Soru -5 : Bahsettiğiniz katliamların savaşın doğal sonucu olduğunu iddia eden pek çok kişi de var. Ne dersiniz?
Hayır, kesinlikle hayır. Bir kere bu Kürtlerle Ermenilerin yani iki halkın savaş cephesinde karşı karşıya geldiği bir savaş değildi. İlaveten katledilenler savaş meydanında değil, ahırda, ovada, köyünde, evinde silahsız olarak katledildiler. Köyler yakıldı, kadın ve çocuklar ahırlarda yakıldı, yaşlı ve savunmasız erkekler kayalıklardan atıldı.
Yani katledilenlerin büyük çoğunluğunun zaten savaşla hiçbir ilişkisi olmadığı gibi bunların önemli bir kısmı zaten savaş cephesinin çok uzağında katledildiler. Hadi Van’da şehir savaşı yaşanıyordu onu saymayalım. Soykırım uygulanırken Muş, Bitlis, Siirt, Diyarbekir, Mardin, Urfa, Harput, Erzincan, Adıyaman’ın savaş cephesiyle ilgisi var mı?
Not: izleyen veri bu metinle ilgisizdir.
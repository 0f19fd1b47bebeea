//! Server crate for the movie similarity engine.
//!
//! This crate wires a catalog source to the engine and owns the built
//! engine on behalf of its caller.

pub mod service;
pub mod sources;

pub use service::{MovieRecommendation, RecommendationService};
pub use sources::{CatalogSource, SnapshotCatalogSource, TmdbCatalogSource};
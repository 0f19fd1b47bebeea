//! Error types for the similarity engine.

use thiserror::Error;

/// Ways the engine can fail
#[derive(Error, Debug, Clone, PartialEq, Eq)]
pub enum EngineError {
    /// Construction attempted on a catalog with zero movies
    #[error("Cannot build a similarity engine from an empty catalog")]
    EmptyCatalog,

    /// A custom weighting stage returned a vector count that differs from
    /// the number of catalog rows
    #[error("Weighting '{weighting}' produced {found} vectors for {expected} documents")]
    WeightingMismatch {
        weighting: String,
        expected: usize,
        found: usize,
    },

    /// Query title does not match any movie title exactly
    #[error("Title '{title}' not found in catalog")]
    TitleNotFound { title: String },
}

/// Convenience type alias for Results in this crate
pub type Result<T> = std::result::Result<T, EngineError>;
//! Stage processor: Enriched → Indexed.
//!
//! Generates one representation per Enriched chunk and writes the Indexed
//! set with metadata carried through verbatim (only `storage_path` is
//! re-addressed). A document is written only if the generator returned
//! exactly as many representations as there are chunks, so
//! `count(Indexed(doc_id)) == count(Enriched(doc_id))` always holds for
//! advanced documents.

use std::collections::{BTreeMap, BTreeSet};
use std::sync::Arc;

use futures::stream::{self, StreamExt};
use tracing::{debug, info, warn};

use crate::error::{GovernanceError, Result};
use crate::metadata::for_tier;
use crate::models::{Tier, TierEntry};
use crate::pipeline::{StageOptions, StageReport};
use crate::progress::{silent, ProgressEvent, SharedProgress};
use crate::representation::RepresentationGenerator;
use crate::store::{accept_all, Store};

const STAGE: &str = "index";

pub struct Indexer {
    store: Arc<dyn Store>,
    generator: Arc<dyn RepresentationGenerator>,
    batch_size: usize,
    options: StageOptions,
    progress: SharedProgress,
}

impl Indexer {
    pub fn new(
        store: Arc<dyn Store>,
        generator: Arc<dyn RepresentationGenerator>,
        batch_size: usize,
        options: StageOptions,
    ) -> Self {
        Self {
            store,
            generator,
            batch_size: batch_size.max(1),
            options,
            progress: silent(),
        }
    }

    pub fn with_progress(mut self, progress: SharedProgress) -> Self {
        self.progress = progress;
        self
    }

    /// Enriched documents with no Indexed set, or whose Indexed set is
    /// out of date with the Enriched revision or chunk count.
    pub async fn pending(&self) -> Result<Vec<String>> {
        let enriched = self.store.list(Tier::Enriched, accept_all()).await?;
        let indexed: BTreeMap<String, Vec<String>> = self
            .store
            .list(Tier::Indexed, accept_all())
            .await?
            .iter()
            .map(|d| (d.doc_id.clone(), d.upstream_hashes.clone()))
            .collect();
        let failed: BTreeSet<String> = if self.options.retry_failed {
            BTreeSet::new()
        } else {
            self.store
                .list_failures()
                .await?
                .into_iter()
                .filter(|f| f.tier == Tier::Indexed)
                .map(|f| f.doc_id)
                .collect()
        };

        Ok(enriched
            .iter()
            .filter(|doc| !failed.contains(&doc.doc_id))
            .filter(|doc| indexed.get(&doc.doc_id) != Some(&doc.upstream_hashes))
            .map(|doc| doc.doc_id.clone())
            .collect())
    }

    pub async fn run(&self) -> Result<StageReport> {
        self.progress.report(ProgressEvent::Discovering {
            stage: STAGE.to_string(),
        });
        let pending = self.pending().await?;
        let total = pending.len() as u64;
        let mut report = StageReport::new(STAGE);
        report.discovered = pending.len();
        info!(stage = STAGE, pending = pending.len(), generator = self.generator.name(), "starting stage");

        let work = async {
            let mut results = stream::iter(pending)
                .map(|doc_id| async move {
                    let outcome = self.index_one(&doc_id).await;
                    (doc_id, outcome)
                })
                .buffer_unordered(self.options.concurrency.max(1));

            let mut n = 0u64;
            while let Some((doc_id, outcome)) = results.next().await {
                match outcome {
                    Ok(chunks) => {
                        report.advanced += 1;
                        report.chunks_written += chunks;
                    }
                    Err(e @ GovernanceError::CardinalityMismatch { .. })
                    | Err(e @ GovernanceError::ValidationFailure { .. }) => {
                        report.invalid += 1;
                        let reason = e.to_string();
                        warn!(stage = STAGE, doc_id = %doc_id, %reason, "document rejected");
                        if let Err(e) = self.store.record_failure(&doc_id, Tier::Indexed, &reason).await {
                            warn!(stage = STAGE, doc_id = %doc_id, error = %e, "could not record failure");
                        }
                    }
                    Err(e) => {
                        report.errors += 1;
                        warn!(stage = STAGE, doc_id = %doc_id, error = %e, transient = e.is_transient(), "document not advanced");
                    }
                }
                n += 1;
                self.progress.report(ProgressEvent::Processing {
                    stage: STAGE.to_string(),
                    n,
                    total,
                });
            }
        };

        if tokio::time::timeout(self.options.batch_timeout, work).await.is_err() {
            report.timed_out = true;
            warn!(stage = STAGE, timeout_secs = self.options.batch_timeout.as_secs(), "batch timed out");
        }

        self.progress.report(report.finished_event());
        info!(
            stage = STAGE,
            advanced = report.advanced,
            invalid = report.invalid,
            errors = report.errors,
            "stage finished"
        );
        Ok(report)
    }

    /// Advance a single document into the Indexed tier. Returns the number
    /// of chunks written.
    pub async fn index_one(&self, doc_id: &str) -> Result<usize> {
        let enriched = self.store.get(Tier::Enriched, doc_id).await?;

        let mut texts = Vec::with_capacity(enriched.entries.len());
        for entry in &enriched.entries {
            let text = String::from_utf8(entry.content.clone()).map_err(|_| {
                GovernanceError::ValidationFailure {
                    doc_id: doc_id.to_string(),
                    reason: format!("chunk {} is not valid UTF-8", entry.index),
                }
            })?;
            texts.push(text);
        }

        let mut representations = Vec::with_capacity(texts.len());
        for batch in texts.chunks(self.batch_size) {
            let generated = self.generator.represent(batch).await?;
            if generated.len() != batch.len() {
                return Err(GovernanceError::CardinalityMismatch {
                    expected: batch.len(),
                    actual: generated.len(),
                });
            }
            representations.extend(generated);
        }

        let mut entries = Vec::with_capacity(enriched.entries.len());
        for (entry, representation) in enriched.entries.into_iter().zip(representations) {
            let source_meta = entry.metadata.as_ref().ok_or_else(|| {
                GovernanceError::ValidationFailure {
                    doc_id: doc_id.to_string(),
                    reason: format!("enriched chunk {} has no metadata", entry.index),
                }
            })?;
            let metadata = for_tier(source_meta, Tier::Indexed);
            if metadata.confidentiality_level < source_meta.confidentiality_level {
                return Err(GovernanceError::ValidationFailure {
                    doc_id: doc_id.to_string(),
                    reason: "indexed classification would be lower than enriched".to_string(),
                });
            }
            entries.push(TierEntry {
                index: entry.index,
                content: entry.content,
                metadata: Some(metadata),
                representation: Some(representation),
                upstream_hash: entry.upstream_hash,
            });
        }

        let chunks = entries.len();
        self.store.put(Tier::Indexed, doc_id, entries).await?;
        self.store.clear_failure(doc_id, Tier::Indexed).await?;
        debug!(doc_id, chunks, generator = self.generator.name(), "indexed");
        Ok(chunks)
    }
}

#[cfg(test)]
mod tests {
    use super::*;
    use crate::metadata::Synthesizer;
    use crate::models::{ConfidentialityLevel, Representation};
    use crate::representation::HashingEmbedder;
    use crate::store::memory::InMemoryStore;
    use async_trait::async_trait;
    use chrono::Utc;

    /// Drops the last output of every batch.
    struct ShortChanging;

    #[async_trait]
    impl RepresentationGenerator for ShortChanging {
        fn name(&self) -> &str {
            "short"
        }

        async fn represent(&self, texts: &[String]) -> Result<Vec<Representation>> {
            Ok(texts
                .iter()
                .skip(1)
                .map(|t| Representation::Summary(t.clone()))
                .collect())
        }
    }

    async fn seed_enriched(store: &Arc<dyn Store>, doc_id: &str, chunks: &[&str], level: ConfidentialityLevel) {
        let mut meta = for_tier(
            &Synthesizer::default().fill_missing(doc_id, Utc::now()),
            Tier::Enriched,
        );
        meta.confidentiality_level = level;
        let entries = chunks
            .iter()
            .enumerate()
            .map(|(i, text)| TierEntry {
                index: i as u32,
                content: text.as_bytes().to_vec(),
                metadata: Some(meta.clone()),
                representation: None,
                upstream_hash: "rev-1".to_string(),
            })
            .collect();
        store.put(Tier::Enriched, doc_id, entries).await.unwrap();
    }

    fn indexer(store: Arc<dyn Store>, generator: Arc<dyn RepresentationGenerator>) -> Indexer {
        Indexer::new(store, generator, 2, StageOptions::default())
    }

    #[tokio::test]
    async fn one_representation_per_chunk_with_level_carried() {
        let store: Arc<dyn Store> = Arc::new(InMemoryStore::new());
        seed_enriched(&store, "d1", &["a", "b", "c", "d", "e"], ConfidentialityLevel::Confidential).await;

        let report = indexer(store.clone(), Arc::new(HashingEmbedder::new(16)))
            .run()
            .await
            .unwrap();
        assert_eq!(report.advanced, 1);
        assert_eq!(report.chunks_written, 5);

        let doc = store.get(Tier::Indexed, "d1").await.unwrap();
        assert_eq!(doc.entries.len(), 5);
        for entry in &doc.entries {
            let meta = entry.metadata.as_ref().unwrap();
            assert_eq!(meta.confidentiality_level, ConfidentialityLevel::Confidential);
            assert_eq!(meta.doc_id, "d1");
            assert!(meta.storage_path.starts_with("indexed/"));
            assert!(matches!(entry.representation, Some(Representation::Vector(_))));
            assert_eq!(entry.upstream_hash, "rev-1");
        }
    }

    #[tokio::test]
    async fn cardinality_mismatch_is_not_advanced() {
        let store: Arc<dyn Store> = Arc::new(InMemoryStore::new());
        seed_enriched(&store, "d1", &["a", "b", "c"], ConfidentialityLevel::Public).await;

        let stage = indexer(store.clone(), Arc::new(ShortChanging));
        let err = stage.index_one("d1").await.unwrap_err();
        assert!(matches!(err, GovernanceError::CardinalityMismatch { expected: 2, actual: 1 }));

        let report = stage.run().await.unwrap();
        assert_eq!(report.invalid, 1);
        assert!(store.get(Tier::Indexed, "d1").await.is_err());
        assert_eq!(store.list_failures().await.unwrap()[0].tier, Tier::Indexed);
    }

    #[tokio::test]
    async fn rerun_yields_nothing_new() {
        let store: Arc<dyn Store> = Arc::new(InMemoryStore::new());
        seed_enriched(&store, "d1", &["a", "b"], ConfidentialityLevel::Internal).await;
        let stage = indexer(store.clone(), Arc::new(HashingEmbedder::new(8)));
        stage.run().await.unwrap();
        let second = stage.run().await.unwrap();
        assert_eq!(second.discovered, 0);
        assert_eq!(second.advanced, 0);
    }

    #[tokio::test]
    async fn rechunked_document_is_reindexed() {
        let store: Arc<dyn Store> = Arc::new(InMemoryStore::new());
        seed_enriched(&store, "d1", &["a", "b"], ConfidentialityLevel::Public).await;
        let stage = indexer(store.clone(), Arc::new(HashingEmbedder::new(8)));
        stage.run().await.unwrap();

        seed_enriched(&store, "d1", &["a", "b", "c"], ConfidentialityLevel::Public).await;
        assert_eq!(stage.pending().await.unwrap(), vec!["d1".to_string()]);
        stage.run().await.unwrap();
        assert_eq!(store.get(Tier::Indexed, "d1").await.unwrap().entries.len(), 3);
    }
}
Ve dahası çoğu kişi soykırım gündeme gelirken “mukatele” kavramını kullanıyor. Oysa hayır ortada mukatelenin zerresi dahi yoktu. Van, Erzurum, Bitlis gibi birkaç yerde Ermeni fedailer misilleme adı altında bir kısım Kürtleri katliamdan geçirdi elbette. Ama bu mukatele değildi çoğunlukla spontane misilleme eylemleriydi. Bunlara bakıp bunu soykırımla eşitlemek insafa ve ahlaka sığmaz.
Soru – 6 : Kürt kamuoyunun önde gelenleri bu meseleler gündeme geldiğinde sıkça “Kürtlerin devlet tarafından kandırıldığını söyleyerek” cehalet olgusuna dikkat çekiyor, Bu yorumun bir karşılığı var mıdır?
Kürt-Ermeni katliamları söz konusu olduğunda cehalet söylemini ilk olarak Kürdistan gazetesinin editöryası ortaya attı. Daha sonra Cegerxwîn gibi Kürt aydınları ve son olarak Ahmet Türk gibi siyasetçiler bu “kullanışlı” söylemi yeniden üretti. Ne olursa olsun bana kalırsa “bilmiyorlar o yüzden yapıyorlar” apolojisi olayın özünden hayli uzak bir açıklama.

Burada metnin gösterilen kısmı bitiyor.